On September 29th, it was confirmed that the risk of obesity varies according to age as a result of research conducted by a joint research team, Professors Kim Hyung-Kwan & Lee Hyun-Jung of the Department of Cardiology at Seoul National University Hospital and Professor Han Kyung-Do of Soongsil University: a national population-based cohort study of 9,278,433 people without cardiovascular disease using the National Health Insurance Corporation database.

Obesity is a well-known risk factor for atherosclerosis, myocardial infarction, heart failure, and death.

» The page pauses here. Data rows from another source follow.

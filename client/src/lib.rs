//! # client
//!
//! Leptos + WASM frontend for the office website.
//!
//! This crate contains the page views, the shared header/footer chrome,
//! static site content, the contact form state machine, and the REST helper
//! that posts inquiries to the server.

pub mod app;
pub mod components;
pub mod content;
pub mod net;
pub mod pages;
pub mod state;

/// WASM entry point: attach to the server-rendered HTML.
#[cfg(feature = "hydrate")]
#[wasm_bindgen::prelude::wasm_bindgen]
pub fn hydrate() {
    console_error_panic_hook::set_once();
    leptos::mount::hydrate_body(app::App);
}
//! Notify: delivery channels for new inquiries.
//!
//! DESIGN
//! ======
//! Delivery is a capability chosen once at startup. When Telegram
//! credentials are configured the server posts to the Bot API; otherwise
//! the `LogNotifier` records the message and waits a fixed delay so the
//! contact form feels the same either way.

pub mod log;
pub mod telegram;
pub mod types;

use std::sync::Arc;

pub use types::{Delivery, Notifier, NotifyError};

use crate::config::SiteConfig;

/// Build the notifier selected by `config`.
///
/// # Errors
///
/// Returns [`NotifyError::HttpClientBuild`] if Telegram is configured but
/// its HTTP client cannot be constructed.
pub fn from_config(config: &SiteConfig) -> Result<Arc<dyn Notifier>, NotifyError> {
    match &config.telegram {
        Some(telegram) => Ok(Arc::new(telegram::TelegramNotifier::new(telegram, config.timeouts)?)),
        None => Ok(Arc::new(log::LogNotifier::new(config.simulated_delay))),
    }
}

#[cfg(test)]
#[path = "mod_test.rs"]
mod tests;
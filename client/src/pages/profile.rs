//! Representative profile page.

use leptos::prelude::*;

use crate::content::{CAREER, QUALIFICATIONS, assets};

#[component]
pub fn ProfilePage() -> impl IntoView {
    view! {
        <div class="profile">
            <aside class="profile__side">
                <img src=assets::PROFILE_IMG alt="대표 행정사" class="profile__photo"/>
                <div class="profile__quals">
                    <h3>"자격 사항"</h3>
                    <ul>{QUALIFICATIONS.iter().map(|q| view! { <li>{*q}</li> }).collect_view()}</ul>
                </div>
            </aside>
            <div class="profile__main">
                <h1>"대표 행정사"</h1>
                <p class="profile__subtitle">"노동부·근로복지공단 28년 경력"</p>
                <p class="profile__greeting">
                    "\"안녕하십니까, 대표행정사입니다." <br/>
                    "행정기관 대응부터 예방까지, 기업의 든든한 파트너가 되겠습니다.\""
                </p>
                <p>
                    "28년간 고용노동부와 근로복지공단 등 공공기관에서 근무하며 쌓은 현장 경험은 "
                    "저의 가장 큰 자산입니다. 법전 속에 있는 이론이 아니라, 실제 현장에서 "
                    "어떻게 법이 적용되고 집행되는지를 누구보다 잘 알고 있습니다."
                </p>
                <h3 class="profile__heading">"주요 약력"</h3>
                <ul class="career">
                    {CAREER
                        .iter()
                        .map(|entry| {
                            view! {
                                <li class="career__item" class:career__item--current=entry.current>
                                    <span class="career__title">{entry.title}</span>
                                    {entry.detail.map(|d| view! { <span class="career__detail">{d}</span> })}
                                </li>
                            }
                        })
                        .collect_view()}
                </ul>
            </div>
        </div>
    }
}
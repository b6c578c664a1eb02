use super::*;

fn filled_form() -> InquiryForm {
    InquiryForm {
        company_name: "ABC Corp".to_owned(),
        contact_name: "Kim".to_owned(),
        phone: "010-0000-0000".to_owned(),
        email: "a@b.com".to_owned(),
        category: Category::Safety,
        message: "Need consulting".to_owned(),
    }
}

// =============================================================================
// Category
// =============================================================================

#[test]
fn category_defaults_to_labor() {
    assert_eq!(Category::default(), Category::Labor);
    assert_eq!(InquiryForm::default().category, Category::Labor);
}

#[test]
fn category_from_value_accepts_every_value_label() {
    for category in Category::ALL {
        assert_eq!(Category::from_value(category.value()), Ok(category));
    }
}

#[test]
fn category_from_value_rejects_option_label() {
    let err = Category::from_value("산업안전 컨설팅").unwrap_err();
    assert_eq!(err, InquiryError::UnknownCategory("산업안전 컨설팅".to_owned()));
}

#[test]
fn category_serializes_as_value_label() {
    let json = serde_json::to_string(&Category::IndustrialAccident).unwrap();
    assert_eq!(json, "\"산재\"");
}

// =============================================================================
// Field editing
// =============================================================================

#[test]
fn set_replaces_only_the_named_field() {
    let mut form = InquiryForm::default();
    form.set(Field::Phone, "010-1234-5678").unwrap();
    assert_eq!(form.phone, "010-1234-5678");
    assert_eq!(
        InquiryForm { phone: String::new(), ..form.clone() },
        InquiryForm::default()
    );
}

#[test]
fn set_keeps_last_value_written() {
    let mut form = InquiryForm::default();
    form.set(Field::CompanyName, "First").unwrap();
    form.set(Field::Message, "hello").unwrap();
    form.set(Field::CompanyName, "Second").unwrap();
    assert_eq!(form.company_name, "Second");
    assert_eq!(form.message, "hello");
    assert_eq!(form.contact_name, "");
}

#[test]
fn set_category_with_unknown_value_leaves_form_unchanged() {
    let mut form = filled_form();
    let before = form.clone();
    assert!(form.set(Field::Category, "bogus").is_err());
    assert_eq!(form, before);
}

#[test]
fn get_returns_category_value_label() {
    assert_eq!(filled_form().get(Field::Category), "안전");
}

// =============================================================================
// Validation
// =============================================================================

#[test]
fn default_form_is_missing_every_required_field() {
    assert_eq!(InquiryForm::default().missing_fields(), Field::REQUIRED.to_vec());
}

#[test]
fn whitespace_only_counts_as_present() {
    let mut form = filled_form();
    form.company_name = " ".to_owned();
    form.message = "\n".to_owned();
    assert!(form.missing_fields().is_empty());
    assert!(form.validate().is_ok());
}

#[test]
fn filled_form_validates() {
    assert!(filled_form().validate().is_ok());
}

#[test]
fn incomplete_error_lists_wire_names() {
    let err = InquiryError::Incomplete(vec![Field::CompanyName, Field::Message]);
    assert_eq!(err.to_string(), "missing required fields: companyName, message");
}

// =============================================================================
// Wire shape
// =============================================================================

#[test]
fn form_deserializes_from_contact_form_json() {
    let json = r#"{
        "companyName": "ABC Corp",
        "contactName": "Kim",
        "phone": "010-0000-0000",
        "email": "a@b.com",
        "type": "안전",
        "message": "Need consulting"
    }"#;
    let form: InquiryForm = serde_json::from_str(json).unwrap();
    assert_eq!(form, filled_form());
}

#[test]
fn form_without_type_defaults_to_labor() {
    let json = r#"{"companyName":"a","contactName":"b","phone":"c","email":"d","message":"e"}"#;
    let form: InquiryForm = serde_json::from_str(json).unwrap();
    assert_eq!(form.category, Category::Labor);
}

#[test]
fn form_with_missing_keys_parses_as_empty_fields() {
    let json = r#"{"companyName":"a","type":"안전"}"#;
    let form: InquiryForm = serde_json::from_str(json).unwrap();
    assert_eq!(form.company_name, "a");
    assert_eq!(form.category, Category::Safety);
    assert_eq!(
        form.missing_fields(),
        vec![Field::ContactName, Field::Phone, Field::Email, Field::Message]
    );
}

#[test]
fn form_with_unknown_type_fails_to_parse() {
    let json = r#"{"companyName":"a","contactName":"b","phone":"c","email":"d","type":"x","message":"e"}"#;
    assert!(serde_json::from_str::<InquiryForm>(json).is_err());
}

#[test]
fn submit_response_omits_empty_missing_list() {
    let json = serde_json::to_value(SubmitResponse::accepted()).unwrap();
    assert_eq!(json, serde_json::json!({ "ok": true }));

    let json = serde_json::to_value(SubmitResponse::incomplete(vec![Field::Phone])).unwrap();
    assert_eq!(json, serde_json::json!({ "ok": false, "missing": ["phone"] }));
}

// =============================================================================
// Message composition
// =============================================================================

#[test]
fn compose_message_contains_every_field_and_recipient() {
    let text = compose_message(&filled_form(), DEFAULT_RECIPIENT);
    for needle in ["ABC Corp", "Kim", "010-0000-0000", "a@b.com", "안전", "Need consulting", DEFAULT_RECIPIENT] {
        assert!(text.contains(needle), "missing {needle} in {text}");
    }
}

#[test]
fn compose_message_layout() {
    let text = compose_message(&filled_form(), "ops@example.com");
    let lines: Vec<&str> = text.lines().collect();
    assert_eq!(lines[0], "🔔 *[새로운 상담 신청]*");
    assert_eq!(lines[1], "➡ *수신자*: ops@example.com");
    assert_eq!(lines[2], "");
    assert_eq!(lines[3], "🏢 *회사명*: ABC Corp");
    assert_eq!(lines[7], "📑 *분야*: 안전");
    assert_eq!(lines[9], "📝 *상세 내용*:");
    assert_eq!(lines[10], "Need consulting");
}

#[test]
fn compose_message_keeps_multiline_message_verbatim() {
    let mut form = filled_form();
    form.message = "line one\nline two".to_owned();
    let text = compose_message(&form, DEFAULT_RECIPIENT);
    assert!(text.ends_with("📝 *상세 내용*:\nline one\nline two\n"));
}
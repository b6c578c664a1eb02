//! Contact form submission route.

use axum::extract::State;
use axum::http::StatusCode;
use axum::response::{IntoResponse, Json, Response};
use inquiry::{InquiryForm, SubmitResponse};

use crate::services::inquiry as inquiry_svc;
use crate::state::AppState;

/// `POST /api/inquiry`: deliver a contact form submission.
///
/// Responds `422` when a required field is empty. Otherwise responds `200`
/// once the delivery attempt has finished, whatever its outcome.
pub async fn submit_inquiry(State(state): State<AppState>, Json(form): Json<InquiryForm>) -> Response {
    let missing = form.missing_fields();
    if !missing.is_empty() {
        tracing::debug!(?missing, "rejecting incomplete inquiry");
        return (StatusCode::UNPROCESSABLE_ENTITY, Json(SubmitResponse::incomplete(missing))).into_response();
    }

    let _outcome = inquiry_svc::deliver_inquiry(state.notifier.as_ref(), &state.recipient, &form).await;
    (StatusCode::OK, Json(SubmitResponse::accepted())).into_response()
}

#[cfg(test)]
#[path = "inquiry_test.rs"]
mod tests;
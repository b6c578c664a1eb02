//! Root application component with routing.

use leptos::prelude::*;
use leptos_meta::{MetaTags, Title, provide_meta_context};
use leptos_router::{
    StaticSegment,
    components::{Route, Router, Routes},
};

use crate::components::layout::Layout;
use crate::pages::{contact::ContactPage, home::HomePage, profile::ProfilePage, services::ServicesPage};

/// HTML shell rendered on the server for SSR + hydration.
pub fn shell(options: LeptosOptions) -> impl IntoView {
    view! {
        <!DOCTYPE html>
        <html lang="ko">
            <head>
                <meta charset="utf-8"/>
                <meta name="viewport" content="width=device-width, initial-scale=1"/>
                <AutoReload options=options.clone()/>
                <HydrationScripts options/>
                <MetaTags/>
            </head>
            <body>
                <App/>
            </body>
        </html>
    }
}

/// Root application component.
///
/// Four static routes share one layout. Unknown paths render the home page.
#[component]
pub fn App() -> impl IntoView {
    provide_meta_context();

    view! {
        <Title text=crate::content::OFFICE_NAME/>

        <Router>
            <Layout>
                <Routes fallback=HomePage>
                    <Route path=StaticSegment("") view=HomePage/>
                    <Route path=StaticSegment("profile") view=ProfilePage/>
                    <Route path=StaticSegment("services") view=ServicesPage/>
                    <Route path=StaticSegment("contact") view=ContactPage/>
                </Routes>
            </Layout>
        </Router>
    }
}
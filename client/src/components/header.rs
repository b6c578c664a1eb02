//! Site header with navigation and the mobile menu toggle.

use leptos::prelude::*;
use leptos_router::hooks::use_location;

use crate::content::{BRAND, HEADER_CTA, MOBILE_CTA, NAV_LINKS};
use crate::state::nav::{NavState, Page};

#[component]
pub fn Header() -> impl IntoView {
    let nav = RwSignal::new(NavState::default());
    let location = use_location();
    let current_page = Memo::new(move |_| Page::from_location(&location.pathname.get()));

    let toggle_menu = move |_| nav.update(NavState::toggle);
    let close_menu = move |_| nav.update(NavState::close);

    view! {
        <header class="site-header">
            <div class="site-header__bar">
                <a href="/" class="site-header__brand">
                    <span class="icon icon--shield-check" aria-hidden="true"></span>
                    <span>{BRAND}</span>
                </a>

                <nav class="site-header__nav">
                    {NAV_LINKS
                        .iter()
                        .map(|link| {
                            let page = link.page;
                            view! {
                                <a
                                    href=page.path()
                                    class="site-header__link"
                                    class:site-header__link--active=move || current_page.get() == page
                                >
                                    {link.label}
                                </a>
                            }
                        })
                        .collect_view()}
                </nav>

                <a href=Page::Contact.path() class="site-header__cta">{HEADER_CTA}</a>

                <button
                    type="button"
                    class="site-header__toggle"
                    aria-label="메뉴"
                    aria-expanded=move || nav.get().mobile_menu_open.to_string()
                    on:click=toggle_menu
                >
                    <span
                        class="icon"
                        class:icon--x=move || nav.get().mobile_menu_open
                        class:icon--menu=move || !nav.get().mobile_menu_open
                        aria-hidden="true"
                    ></span>
                </button>
            </div>

            <Show when=move || nav.get().mobile_menu_open>
                <div class="mobile-menu">
                    {NAV_LINKS
                        .iter()
                        .map(|link| {
                            let page = link.page;
                            view! {
                                <a
                                    href=page.path()
                                    class="mobile-menu__link"
                                    class:mobile-menu__link--active=move || current_page.get() == page
                                    on:click=close_menu
                                >
                                    {link.label}
                                </a>
                            }
                        })
                        .collect_view()}
                    <a href=Page::Contact.path() class="mobile-menu__cta" on:click=close_menu>
                        {MOBILE_CTA}
                    </a>
                </div>
            </Show>
        </header>
    }
}
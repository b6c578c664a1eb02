//! Reusable UI component modules.
//!
//! SYSTEM CONTEXT
//! ==============
//! Components render the chrome shared by every page. The header owns the
//! only piece of chrome state (the mobile menu flag).

pub mod footer;
pub mod header;
pub mod layout;
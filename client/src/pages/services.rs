//! Service areas page.

use leptos::prelude::*;

use crate::content::SERVICE_AREAS;
use crate::state::nav::Page;

#[component]
pub fn ServicesPage() -> impl IntoView {
    view! {
        <div class="services">
            <div class="services__banner">
                <h1>"전문 업무 분야"</h1>
                <p>"기업의 지속 가능한 성장을 위해 반드시 필요한 핵심 법률 서비스를 제공합니다."</p>
            </div>
            <div class="services__list">
                {SERVICE_AREAS
                    .iter()
                    .map(|area| {
                        view! {
                            <section class="service" id=area.id>
                                <img src=area.image alt=area.title class="service__image"/>
                                <div class="service__body">
                                    <h2>{area.title}</h2>
                                    <ul class="checklist">
                                        {area.items.iter().map(|item| view! { <li>{*item}</li> }).collect_view()}
                                    </ul>
                                    <a href=Page::Contact.path() class="button button--primary">
                                        "해당 분야 상담 신청"
                                    </a>
                                </div>
                            </section>
                        }
                    })
                    .collect_view()}
            </div>
        </div>
    }
}
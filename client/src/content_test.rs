use super::*;

#[test]
fn map_embed_url_encodes_spaces() {
    assert_eq!(
        map_embed_url(ADDRESS_STREET),
        "https://maps.google.com/maps?q=서울특별시%20강남구%20강남대로%20320&t=&z=15&ie=UTF8&iwloc=&output=embed"
    );
}

#[test]
fn map_embed_url_trims_outer_whitespace() {
    assert!(map_embed_url("  a b ").contains("q=a%20b&"));
}

#[test]
fn nav_links_cover_every_page_once() {
    let pages: Vec<Page> = NAV_LINKS.iter().map(|l| l.page).collect();
    assert_eq!(pages, Page::ALL.to_vec());
}

#[test]
fn footer_links_skip_home() {
    assert!(FOOTER_LINKS.iter().all(|l| l.page != Page::Home));
}

#[test]
fn service_area_ids_are_unique() {
    let mut ids: Vec<&str> = SERVICE_AREAS.iter().map(|s| s.id).collect();
    ids.sort_unstable();
    ids.dedup();
    assert_eq!(ids.len(), SERVICE_AREAS.len());
}

#[test]
fn copyright_includes_year_and_office() {
    assert_eq!(copyright(2026), "© 2026 기업 노동·산업안전 전문 행정사사무소. All rights reserved.");
}
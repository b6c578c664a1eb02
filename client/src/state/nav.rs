//! Route resolution and header menu state.
//!
//! DESIGN
//! ======
//! `Page` is the single source of truth for the site's four routes. Paths
//! from older hash-routed links (`#/profile`) resolve the same way as plain
//! paths, and anything unknown falls back to the home page.

#[cfg(test)]
#[path = "nav_test.rs"]
mod nav_test;

/// Top-level views of the site.
#[derive(Clone, Copy, Debug, Default, PartialEq, Eq, Hash)]
pub enum Page {
    #[default]
    Home,
    Profile,
    Services,
    Contact,
}

impl Page {
    pub const ALL: [Self; 4] = [Self::Home, Self::Profile, Self::Services, Self::Contact];

    /// Canonical path for this page.
    #[must_use]
    pub fn path(self) -> &'static str {
        match self {
            Self::Home => "/",
            Self::Profile => "/profile",
            Self::Services => "/services",
            Self::Contact => "/contact",
        }
    }

    /// Resolve a browser location to a page.
    ///
    /// Accepts `/profile`, `/profile/`, `#/profile`, `/#/profile`, and
    /// ignores any query string. Unknown paths resolve to [`Page::Home`].
    #[must_use]
    pub fn from_location(location: &str) -> Self {
        let route = legacy_hash_route(location).unwrap_or(location);
        let route = route.split(['?', '#']).next().unwrap_or_default();
        let route = route.trim_end_matches('/');
        match route {
            "/profile" => Self::Profile,
            "/services" => Self::Services,
            "/contact" => Self::Contact,
            _ => Self::Home,
        }
    }
}

/// Extract the route from a hash-routed location (`#/x` or `/#/x`).
#[must_use]
pub fn legacy_hash_route(location: &str) -> Option<&str> {
    let hash = location.strip_prefix('/').unwrap_or(location);
    hash.strip_prefix('#').filter(|rest| rest.starts_with('/'))
}

/// Header chrome state.
#[derive(Clone, Copy, Debug, Default, PartialEq, Eq)]
pub struct NavState {
    pub mobile_menu_open: bool,
}

impl NavState {
    pub fn toggle(&mut self) {
        self.mobile_menu_open = !self.mobile_menu_open;
    }

    /// Called when a mobile menu link is activated. Route changes alone do
    /// not close the menu.
    pub fn close(&mut self) {
        self.mobile_menu_open = false;
    }
}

On the other hand, low body weight has also been reported to be associated with increased mortality in patients with cardiovascular disease. In other words, it is known that body mass index, a measure of obesity, and death generally have a U-shaped correlation.

However, it is not well known whether the cardiovascular risk according to obesity is the same in all age groups. Accordingly, the research team used the National Health Insurance Service database to track 9,278,433 people without cardiovascular disease among those who underwent health checkups in 2009 to see if the risk of myocardial infarction, heart failure, and death varies according to age group and obesity.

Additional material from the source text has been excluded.